Le lien avec la réactivité HCAHPS
HCAHPS mesure la réactivité du personnel hospitalier comme domaine composite. Plus précisément, il capture la fréquence à laquelle le personnel hospitalier répond aux appels suffisamment vite pour que les patients se sentent pris en charge.
Le score de réactivité n’est pas uniquement déterminé par les délais de réponse clinique. Il est déterminé par l’expérience globale de savoir si un besoin — clinique ou non clinique — a reçu une réponse en temps opportun.
Un patient dont la demande d’entretien ménager est restée non résolue pendant 45 minutes avant qu’une infirmière n’intervienne attribuera un score de réactivité plus faible. Non pas parce que les soins infirmiers étaient lents — mais parce que la demande n’a jamais atteint la bonne équipe à temps.
L’orientation du retour en temps réel est une intervention directe sur la réactivité HCAHPS. Elle réduit l’écart entre le moment où un patient signale un besoin et celui où le département responsable le reçoit.
Le personnel infirmier est libéré de la charge de routage. Le patient reçoit une réponse plus rapide. Le composite de réactivité HCAHPS s’améliore — non pas parce que quelque chose a changé dans les soins infirmiers, mais parce que le parcours d’escalade non clinique est devenu direct.
Le changement opérationnel global
La réduction de la charge non clinique des infirmières a un effet multiplicateur au-delà des scores HCAHPS.
Lorsque les infirmières passent moins de temps à la coordination non clinique, elles passent plus de temps au chevet des patients. La perception par les patients de l’attention portée par les infirmières s’améliore. Les scores de communication s’améliorent. La perception de la qualité des soins dans HCAHPS augmente — non pas grâce à des programmes de formation ou des scripts, mais grâce au changement structurel consistant à orienter les bonnes demandes vers les bonnes équipes.
C’est ce que fait l’infrastructure opérationnelle, là où les enquêtes de satisfaction ne le peuvent pas. Les enquêtes mesurent le résultat. Les systèmes de retour en temps réel produisent le résultat.
L’essentiel à retenir
La charge non clinique des infirmières est un problème d’orientation. Les infirmières gèrent des demandes qu’elles n’étaient pas censées traiter, parce que le patient ne dispose d’aucun canal opérationnel direct vers le département responsable.

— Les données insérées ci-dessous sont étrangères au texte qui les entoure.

//! Rand Index: pairwise agreement between two partitions of the same
//! units. Labels are symbols, so the score is invariant under relabeling
//! of either input.

use thiserror::Error;

#[derive(Error, Debug)]
pub enum ScoreError {
    #[error("Partitions have different lengths: {a} vs {b}.")]
    LengthMismatch { a: usize, b: usize },
}

/// Fraction of unordered unit pairs on which the two partitions agree
/// (both co-cluster the pair, or both separate it). Value in [0, 1].
///
/// With fewer than two units there are no pairs to disagree on; the
/// partitions vacuously agree and the score is 1.
pub fn rand_index(a: &[usize], b: &[usize]) -> Result<f64, ScoreError> {
    if a.len() != b.len() {
        return Err(ScoreError::LengthMismatch {
            a: a.len(),
            b: b.len(),
        });
    }
    let s = a.len();
    if s < 2 {
        return Ok(1.0);
    }
    let mut agreements = 0usize;
    let mut pairs = 0usize;
    for i in 0..s {
        for j in (i + 1)..s {
            pairs += 1;
            let together_a = a[i] == a[j];
            let together_b = b[i] == b[j];
            if together_a == together_b {
                agreements += 1;
            }
        }
    }
    Ok(agreements as f64 / pairs as f64)
}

Les systèmes de retour patient en temps réel créent ce canal. Les demandes non cliniques sont directement acheminées vers les équipes EVS, de diététique et de maintenance — contournant entièrement les soins infirmiers. Les délais de réponse se réduisent. La capacité infirmière revient aux soins directs. Les scores de réactivité HCAHPS s’améliorent.
Le mécanisme est opérationnel. Les résultats sont mesurables.